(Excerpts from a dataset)
|---|
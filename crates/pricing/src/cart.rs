use rust_decimal::Decimal;
use serde::{Deserialize, Serialize};

use bramble_core::{AggregateId, DomainError, Entity, UserId};

/// Product identifier (catalog management itself lives outside this crate;
/// carts and order lines only ever reference products by id).
#[derive(Debug, Copy, Clone, PartialEq, Eq, Hash, Serialize, Deserialize)]
#[serde(transparent)]
pub struct ProductId(pub AggregateId);

impl ProductId {
    pub fn new(id: AggregateId) -> Self {
        Self(id)
    }
}

impl core::fmt::Display for ProductId {
    fn fmt(&self, f: &mut core::fmt::Formatter<'_>) -> core::fmt::Result {
        core::fmt::Display::fmt(&self.0, f)
    }
}

/// Cart identifier.
#[derive(Debug, Copy, Clone, PartialEq, Eq, Hash, Serialize, Deserialize)]
#[serde(transparent)]
pub struct CartId(pub AggregateId);

impl CartId {
    pub fn new(id: AggregateId) -> Self {
        Self(id)
    }
}

impl core::fmt::Display for CartId {
    fn fmt(&self, f: &mut core::fmt::Formatter<'_>) -> core::fmt::Result {
        core::fmt::Display::fmt(&self.0, f)
    }
}

/// A cart belongs to exactly one registered user or one anonymous session.
#[derive(Debug, Clone, PartialEq, Eq, Hash, Serialize, Deserialize)]
#[serde(rename_all = "lowercase")]
pub enum CartOwner {
    User(UserId),
    Session(String),
}

/// One product line in a cart.
#[derive(Debug, Clone, PartialEq, Eq, Serialize, Deserialize)]
pub struct CartLine {
    pub product_id: ProductId,
    pub name: String,
    pub sku: String,
    /// Unit price, two decimal places.
    pub unit_price: Decimal,
    pub quantity: u32,
}

impl CartLine {
    pub fn line_total(&self) -> Decimal {
        self.unit_price * Decimal::from(self.quantity)
    }
}

/// Shopping cart: an ordered collection of product lines.
///
/// Each product appears at most once; adding a product that is already in
/// the cart merges the quantities.
#[derive(Debug, Clone, PartialEq, Eq, Serialize, Deserialize)]
pub struct Cart {
    id: CartId,
    owner: CartOwner,
    lines: Vec<CartLine>,
}

impl Cart {
    pub fn new(id: CartId, owner: CartOwner) -> Self {
        Self {
            id,
            owner,
            lines: Vec::new(),
        }
    }

    pub fn owner(&self) -> &CartOwner {
        &self.owner
    }

    pub fn lines(&self) -> &[CartLine] {
        &self.lines
    }

    pub fn is_empty(&self) -> bool {
        self.lines.is_empty()
    }

    pub fn total_items(&self) -> u32 {
        self.lines.iter().map(|l| l.quantity).sum()
    }

    pub fn subtotal(&self) -> Decimal {
        self.lines.iter().map(CartLine::line_total).sum()
    }

    /// Add a product line; if the product is already in the cart, its
    /// quantity is increased instead.
    pub fn add_line(
        &mut self,
        product_id: ProductId,
        name: impl Into<String>,
        sku: impl Into<String>,
        unit_price: Decimal,
        quantity: u32,
    ) -> Result<(), DomainError> {
        if quantity == 0 {
            return Err(DomainError::validation("quantity must be positive"));
        }
        if unit_price <= Decimal::ZERO {
            return Err(DomainError::validation("unit_price must be positive"));
        }

        if let Some(line) = self.lines.iter_mut().find(|l| l.product_id == product_id) {
            line.quantity += quantity;
            return Ok(());
        }

        self.lines.push(CartLine {
            product_id,
            name: name.into(),
            sku: sku.into(),
            unit_price,
            quantity,
        });
        Ok(())
    }

    /// Set the quantity of an existing line. Zero removes the line.
    pub fn update_quantity(
        &mut self,
        product_id: ProductId,
        quantity: u32,
    ) -> Result<(), DomainError> {
        if quantity == 0 {
            self.remove_line(product_id);
            return Ok(());
        }

        let line = self
            .lines
            .iter_mut()
            .find(|l| l.product_id == product_id)
            .ok_or(DomainError::NotFound)?;
        line.quantity = quantity;
        Ok(())
    }

    pub fn remove_line(&mut self, product_id: ProductId) {
        self.lines.retain(|l| l.product_id != product_id);
    }

    pub fn clear(&mut self) {
        self.lines.clear();
    }
}

impl Entity for Cart {
    type Id = CartId;

    fn id(&self) -> &Self::Id {
        &self.id
    }
}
|---|
Exactly repeat the lines above, from the opening line through the one with "pub struct ProductId(pub AggregateId);", and include nothing else.

filename crates/pricing/src/cart.rs
use rust_decimal::Decimal;
use serde::{Deserialize, Serialize};

use bramble_core::{AggregateId, DomainError, Entity, UserId};

/// Product identifier (catalog management itself lives outside this crate;
/// carts and order lines only ever reference products by id).
#[derive(Debug, Copy, Clone, PartialEq, Eq, Hash, Serialize, Deserialize)]
#[serde(transparent)]
pub struct ProductId(pub AggregateId);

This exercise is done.